A major feature of the Southern Ocean is the broad ring of cold water - the Antarctic
Circumpolar Current (ACC) - which encircles Antarctica and isolates its ice cap from
warming. The ACC connects all the other oceans and thus plays an important role in the
global heat and freshwater transports and ocean-wide biogeochemical cycles. It harbours a
series of unique and distinct ecosystems along concentric, zonal bands that displace each
other with changing climate regimes as indicated in the sedimentary record. Due to the
upwelling of deep water masses from all ocean basins in the Antarctic Divergence the plant
nutrient concentrations are the highest worldwide in the surface open ocean. These
concentrations could support much higher phytoplankton primary production and hence CO2
uptake than observed. The paradoxically low rates of primary production have been
attributed to insufficient light availability due to wind-driven deep mixing, limiting
concentrations of trace nutrients such as dissolved iron, or heavy grazing by zooplankton.

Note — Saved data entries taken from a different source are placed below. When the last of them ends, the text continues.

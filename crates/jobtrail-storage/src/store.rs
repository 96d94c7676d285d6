use std::path::Path;

use chrono::{DateTime, NaiveDate, SecondsFormat, Utc};
use sqlx::{Sqlite, SqlitePool, Transaction};

use crate::db;
use crate::StoreError;

/// Handle to the job database. Cloning shares the pool.
#[derive(Debug, Clone)]
pub struct JobStore {
    pub(crate) pool: SqlitePool,
}

impl JobStore {
    /// Opens (creating if needed) the database at `path` and brings the schema
    /// up to date.
    pub async fn open(path: impl AsRef<Path>) -> anyhow::Result<Self> {
        let pool = db::connect(path.as_ref()).await?;
        db::migrate(&pool).await?;
        Ok(Self { pool })
    }

    /// Wraps an existing pool. The schema must already be migrated.
    pub fn from_pool(pool: SqlitePool) -> Self {
        Self { pool }
    }

    pub fn pool(&self) -> &SqlitePool {
        &self.pool
    }

    pub async fn close(&self) {
        self.pool.close().await;
    }

    pub(crate) async fn begin_write(&self) -> Result<Transaction<'static, Sqlite>, StoreError> {
        Ok(db::begin_write(&self.pool).await?)
    }
}

// Fixed-width UTC text so lexical order matches chronological order.
pub(crate) fn encode_ts(ts: DateTime<Utc>) -> String {
    ts.to_rfc3339_opts(SecondsFormat::Micros, true)
}

pub(crate) fn decode_ts(column: &'static str, text: &str) -> Result<DateTime<Utc>, StoreError> {
    DateTime::parse_from_rfc3339(text)
        .map(|ts| ts.with_timezone(&Utc))
        .map_err(|_| StoreError::corrupt(column, text))
}

pub(crate) fn encode_date(date: NaiveDate) -> String {
    date.format("%Y-%m-%d").to_string()
}

pub(crate) fn decode_date(column: &'static str, text: &str) -> Result<NaiveDate, StoreError> {
    NaiveDate::parse_from_str(text, "%Y-%m-%d").map_err(|_| StoreError::corrupt(column, text))
}

pub(crate) fn non_empty(value: &str) -> Option<&str> {
    let trimmed = value.trim();
    (!trimmed.is_empty()).then_some(trimmed)
}
//! Chat transcript reducer
//!
//! Folds inbound protocol events and user actions into an ordered transcript
//! of display messages. Transitions are pure: the old state goes in by value,
//! the new state and a list of effects come out.

mod effect;
pub mod event;
pub mod message;
pub mod state;
pub(crate) mod transition;

#[cfg(test)]
mod proptests;

pub use effect::{Diagnostic, Effect};
pub use event::{Event, Input, NoticeLevel};
pub use message::{Message, MessageKind, ToolCall};
pub use state::{ChatState, DEFAULT_GREETING, UNKNOWN_TOOL};
pub use transition::transition;
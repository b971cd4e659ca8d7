//! Markdown-lite formatting for terminal output
//!
//! Understands fenced code blocks, inline code, `**bold**` and `*italic*`.
//! Code regions are never touched by the inline rules.

use crossterm::style::Stylize;
use regex::{Captures, Regex};
use std::sync::LazyLock;

static FENCED: LazyLock<Regex> =
    LazyLock::new(|| Regex::new(r"```(\w+)?\n([\s\S]*?)\n```").expect("fenced code regex"));
static INLINE_CODE: LazyLock<Regex> =
    LazyLock::new(|| Regex::new(r"`([^`]+)`").expect("inline code regex"));
static BOLD: LazyLock<Regex> =
    LazyLock::new(|| Regex::new(r"\*\*([^*]+)\*\*").expect("bold regex"));
static ITALIC: LazyLock<Regex> =
    LazyLock::new(|| Regex::new(r"\*([^*]+)\*").expect("italic regex"));

const CODE_INDENT: &str = "    ";

/// Format message text for the terminal.
///
/// Without color, fenced blocks are still set off by indentation and the
/// inline markers are left as written.
pub fn format_content(text: &str, color: bool) -> String {
    let mut out = String::with_capacity(text.len());
    let mut last = 0;

    for caps in FENCED.captures_iter(text) {
        let Some(whole) = caps.get(0) else { continue };
        if let Some(prose) = text.get(last..whole.start()) {
            out.push_str(&format_inline(prose, color));
        }
        out.push_str(&format_code_block(caps.get(2).map_or("", |m| m.as_str()), color));
        last = whole.end();
    }
    if let Some(rest) = text.get(last..) {
        out.push_str(&format_inline(rest, color));
    }
    out
}

fn format_code_block(code: &str, color: bool) -> String {
    code.lines()
        .map(|line| format_code_line(line, color))
        .collect::<Vec<_>>()
        .join("\n")
}

/// One line from inside a fenced block
pub(super) fn format_code_line(line: &str, color: bool) -> String {
    let indented = format!("{CODE_INDENT}{line}");
    if color {
        indented.cyan().to_string()
    } else {
        indented
    }
}

/// Inline rules, applied outside inline code spans
pub(super) fn format_inline(text: &str, color: bool) -> String {
    if !color {
        return text.to_string();
    }

    let mut out = String::with_capacity(text.len());
    let mut last = 0;
    for caps in INLINE_CODE.captures_iter(text) {
        let Some(whole) = caps.get(0) else { continue };
        if let Some(prose) = text.get(last..whole.start()) {
            out.push_str(&emphasis(prose));
        }
        out.push_str(&caps[1].cyan().to_string());
        last = whole.end();
    }
    if let Some(rest) = text.get(last..) {
        out.push_str(&emphasis(rest));
    }
    out
}

fn emphasis(text: &str) -> String {
    let bolded = BOLD.replace_all(text, |caps: &Captures| caps[1].bold().to_string());
    ITALIC
        .replace_all(&bolded, |caps: &Captures| caps[1].italic().to_string())
        .into_owned()
}
//! JSON envelope exchanged over the chat socket
//!
//! Inbound frames decode into transcript [`Event`]s; decoding never fails,
//! anything unusable becomes [`Event::Unrecognized`] carrying the raw text.
//! The outbound side is a single `chat` payload.

use crate::transcript::{Event, Message, UNKNOWN_TOOL};
use serde::{Deserialize, Deserializer, Serialize};
use serde_json::Value;
use std::fmt;
use std::str::FromStr;
use thiserror::Error;

// ============================================================================
// Outbound
// ============================================================================

/// Chat payload sent when the user submits text
#[derive(Debug, Clone, PartialEq, Serialize, Deserialize)]
#[serde(tag = "type", rename = "chat")]
pub struct ChatRequest {
    pub content: String,
    /// Transcript as it was before this submission, as `{type, content}` entries
    pub history: Vec<Message>,
}

impl ChatRequest {
    pub fn new(content: impl Into<String>, history: Vec<Message>) -> Self {
        Self {
            content: content.into(),
            history,
        }
    }

    pub fn to_json(&self) -> Result<String, serde_json::Error> {
        serde_json::to_string(self)
    }
}

// ============================================================================
// Protocol variants
// ============================================================================

/// Event vocabulary spoken by the server
#[derive(Debug, Clone, Copy, PartialEq, Eq, Default)]
pub enum Protocol {
    /// `assistant` (with `complete`), unified `tool`, `error`, `status`
    #[default]
    Canonical,
    /// Canonical plus `tool_call`, `tool_result` and `final_response`
    Legacy,
}

#[derive(Debug, Error)]
#[error("unknown protocol '{0}' (expected 'canonical' or 'legacy')")]
pub struct UnknownProtocol(String);

impl FromStr for Protocol {
    type Err = UnknownProtocol;

    fn from_str(s: &str) -> Result<Self, Self::Err> {
        match s.trim().to_ascii_lowercase().as_str() {
            "canonical" => Ok(Protocol::Canonical),
            "legacy" => Ok(Protocol::Legacy),
            other => Err(UnknownProtocol(other.to_string())),
        }
    }
}

impl fmt::Display for Protocol {
    fn fmt(&self, f: &mut fmt::Formatter<'_>) -> fmt::Result {
        match self {
            Protocol::Canonical => f.write_str("canonical"),
            Protocol::Legacy => f.write_str("legacy"),
        }
    }
}

// ============================================================================
// Inbound
// ============================================================================

/// Deserialize a field that may be present with any value, including `null`.
/// Combined with `#[serde(default)]` a missing field stays `None`.
fn present<'de, D: Deserializer<'de>>(deserializer: D) -> Result<Option<Value>, D::Error> {
    Value::deserialize(deserializer).map(Some)
}

#[derive(Debug, Deserialize)]
#[serde(tag = "type", rename_all = "snake_case")]
enum Envelope {
    Assistant {
        #[serde(default)]
        content: Option<String>,
        #[serde(default)]
        complete: bool,
    },
    Tool {
        id: String,
        #[serde(default)]
        name: Option<String>,
        #[serde(default, deserialize_with = "present")]
        args: Option<Value>,
        #[serde(default, deserialize_with = "present")]
        results: Option<Value>,
    },
    Error {
        content: String,
    },
    Status {
        #[serde(default)]
        content: Option<Value>,
    },
    // Legacy vocabulary
    FinalResponse {
        #[serde(default)]
        #[allow(dead_code)] // full response body, superseded by the streamed text
        content: Option<Value>,
    },
    ToolCall {
        content: LegacyTool,
    },
    ToolResult {
        #[serde(default, deserialize_with = "present")]
        content: Option<Value>,
    },
}

/// Tool record nested under `content` in the legacy vocabulary.
/// Older servers leave out the id, and send results as the bare `content`.
#[derive(Debug, Deserialize)]
struct LegacyTool {
    #[serde(default, alias = "tool_call_id")]
    id: Option<String>,
    #[serde(default, alias = "tool_name")]
    name: Option<String>,
    #[serde(default, deserialize_with = "present")]
    args: Option<Value>,
    #[serde(default, alias = "content", deserialize_with = "present")]
    results: Option<Value>,
}

/// Decode one inbound frame
pub fn decode_event(raw: &str, protocol: Protocol) -> Event {
    let unrecognized = || Event::Unrecognized {
        raw: raw.to_string(),
    };

    let Ok(envelope) = serde_json::from_str::<Envelope>(raw) else {
        return unrecognized();
    };

    match envelope {
        Envelope::Assistant { content, complete } => Event::Assistant { content, complete },

        Envelope::Tool {
            id,
            name,
            args,
            results,
        } => match (results, args) {
            (Some(results), _) => Event::ToolResult { id, name, results },
            (None, Some(args)) => Event::ToolCall {
                id,
                name: name.unwrap_or_else(|| UNKNOWN_TOOL.to_string()),
                args,
            },
            (None, None) => unrecognized(),
        },

        Envelope::Error { content } => Event::Error { content },
        Envelope::Status { content } => Event::Status { content },

        Envelope::FinalResponse { .. } if protocol == Protocol::Legacy => Event::complete(),

        Envelope::ToolCall { content } if protocol == Protocol::Legacy => {
            let name = content.name.unwrap_or_else(|| UNKNOWN_TOOL.to_string());
            let args = content.args.unwrap_or(Value::Null);
            match content.id {
                Some(id) => Event::ToolCall { id, name, args },
                None => Event::UnkeyedToolCall { name, args },
            }
        }

        Envelope::ToolResult { content } if protocol == Protocol::Legacy => {
            legacy_tool_result(content.unwrap_or(Value::Null))
        }

        Envelope::FinalResponse { .. }
        | Envelope::ToolCall { .. }
        | Envelope::ToolResult { .. } => unrecognized(),
    }
}

/// A legacy result is either a keyed record or the bare results
fn legacy_tool_result(content: Value) -> Event {
    let keyed = content.is_object()
        && (content.get("id").is_some_and(Value::is_string)
            || content.get("tool_call_id").is_some_and(Value::is_string));
    if keyed {
        if let Ok(LegacyTool {
            id: Some(id),
            name,
            results,
            ..
        }) = serde_json::from_value::<LegacyTool>(content.clone())
        {
            return Event::ToolResult {
                id,
                name,
                results: results.unwrap_or(Value::Null),
            };
        }
    }
    Event::UnkeyedToolResult { results: content }
}
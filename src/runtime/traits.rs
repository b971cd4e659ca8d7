//! Trait abstractions for runtime I/O
//!
//! These traits let the executor run against mock implementations in tests.

use crate::connection::ConnectionError;
use crate::transcript::ChatState;
use crate::wire::ChatRequest;
use async_trait::async_trait;
use std::sync::Arc;

/// Outbound half of the chat connection
#[async_trait]
pub trait Connection: Send + Sync {
    /// Queue a chat payload for transmission
    async fn send(&self, request: &ChatRequest) -> Result<(), ConnectionError>;
}

/// Consumer of state snapshots
pub trait Renderer: Send {
    /// Called once per transition with the complete new state
    fn render(&mut self, state: &ChatState);

    /// Flip the expanded/collapsed display of the message at `index`
    fn toggle_expanded(&mut self, index: usize, state: &ChatState);
}

#[async_trait]
impl<T: Connection + ?Sized> Connection for Arc<T> {
    async fn send(&self, request: &ChatRequest) -> Result<(), ConnectionError> {
        (**self).send(request).await
    }
}
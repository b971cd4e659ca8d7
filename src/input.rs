//! Terminal input handling

use tokio::io::{AsyncBufReadExt, BufReader};
use tokio::sync::mpsc;

/// A user action at the terminal
#[derive(Debug, Clone, PartialEq, Eq)]
pub enum UserCommand {
    Submit(String),
    Clear,
    /// Expand or collapse the tool payload of the message at this index
    ToggleExpand(usize),
    Quit,
}

/// Interpret one line of terminal input
pub fn parse_command(line: &str) -> UserCommand {
    let trimmed = line.trim();
    let lower = trimmed.to_ascii_lowercase();

    match lower.as_str() {
        "quit" | "exit" => return UserCommand::Quit,
        "clear" => return UserCommand::Clear,
        _ => {}
    }

    if let Some(arg) = lower.strip_prefix("/expand") {
        if let Ok(index) = arg.trim().parse() {
            return UserCommand::ToggleExpand(index);
        }
    }

    UserCommand::Submit(line.to_string())
}

/// Read stdin line by line until EOF, forwarding parsed commands.
/// EOF is reported as [`UserCommand::Quit`].
pub fn spawn_stdin_reader(tx: mpsc::Sender<UserCommand>) -> tokio::task::JoinHandle<()> {
    tokio::spawn(async move {
        let mut lines = BufReader::new(tokio::io::stdin()).lines();
        loop {
            let command = match lines.next_line().await {
                Ok(Some(line)) => parse_command(&line),
                Ok(None) => UserCommand::Quit,
                Err(e) => {
                    tracing::error!(error = %e, "Failed to read stdin");
                    UserCommand::Quit
                }
            };
            let quit = command == UserCommand::Quit;
            if tx.send(command).await.is_err() || quit {
                break;
            }
        }
    })
}

#[cfg(test)]
mod tests {
    use super::*;

    #[test]
    fn test_commands() {
        assert_eq!(parse_command("quit"), UserCommand::Quit);
        assert_eq!(parse_command("  EXIT "), UserCommand::Quit);
        assert_eq!(parse_command("Clear"), UserCommand::Clear);
        assert_eq!(parse_command("/expand 3"), UserCommand::ToggleExpand(3));
    }

    #[test]
    fn test_everything_else_is_submitted_verbatim() {
        assert_eq!(
            parse_command("  what is 2+2? "),
            UserCommand::Submit("  what is 2+2? ".to_string())
        );
        assert_eq!(
            parse_command("/expand later"),
            UserCommand::Submit("/expand later".to_string())
        );
        assert_eq!(parse_command(""), UserCommand::Submit(String::new()));
    }
}
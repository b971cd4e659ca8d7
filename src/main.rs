//! Chat Transcript - terminal client for a streaming chat agent
//!
//! Connects to the agent over a WebSocket, folds its event stream into a
//! transcript, and redraws the transcript in the terminal.

mod config;
mod connection;
mod input;
mod render;
mod runtime;
mod transcript;
mod wire;

use config::ClientConfig;
use connection::WsConnection;
use render::TerminalRenderer;
use runtime::ChatRuntime;
use tokio::sync::mpsc;
use tracing_subscriber::{layer::SubscriberExt, util::SubscriberInitExt};
use transcript::ChatState;

const CHANNEL_CAPACITY: usize = 64;

#[tokio::main]
async fn main() -> Result<(), Box<dyn std::error::Error>> {
    // Initialize logging; stdout belongs to the transcript
    tracing_subscriber::registry()
        .with(
            tracing_subscriber::EnvFilter::try_from_default_env()
                .unwrap_or_else(|_| "chat_transcript=warn".into()),
        )
        .with(
            tracing_subscriber::fmt::layer()
                .json()
                .with_current_span(false)
                .with_span_list(false)
                .with_writer(std::io::stderr),
        )
        .init();

    let config = ClientConfig::from_env()?;
    tracing::info!(
        url = %config.ws_url,
        protocol = %config.protocol,
        color = config.color,
        "Configuration loaded"
    );

    let (signal_tx, signal_rx) = mpsc::channel(CHANNEL_CAPACITY);
    let (command_tx, command_rx) = mpsc::channel(CHANNEL_CAPACITY);

    let connection = WsConnection::spawn(config.ws_url.clone(), signal_tx);
    let _stdin = input::spawn_stdin_reader(command_tx);
    let renderer = TerminalRenderer::new(std::io::stdout(), config.color);

    let runtime = ChatRuntime::new(
        ChatState::new(config.greeting),
        config.protocol,
        connection,
        renderer,
        signal_rx,
        command_rx,
    );
    let final_state = runtime.run().await;

    tracing::info!(messages = final_state.transcript().len(), "Shutting down");
    Ok(())
}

Recently, a series of open ocean experiments have demonstrated that addition of small
quantities of dissolved iron results in dramatic phytoplankton biomass build-up. Since the
glacial CO2 minima correlate well with aeolian deposition of iron-rich dust on the ACC, a
strong case has been made that phytoplankton blooms represent a significant sink of
atmospheric CO2 during glacial periods. However, since the fate of biomass produced by
iron fertilization has not yet been documented, the role of the ACC as a potential sink of
CO2 has yet to be demonstrated.
The complexity of interacting processes, which determine the internal and external forcing
and amplification mechanisms of climate change, shall be elucidated by integrating
physical, chemical, biological and geological disciplines of the ocean sciences and by
coordinating field observations, experiments and modelling exercises.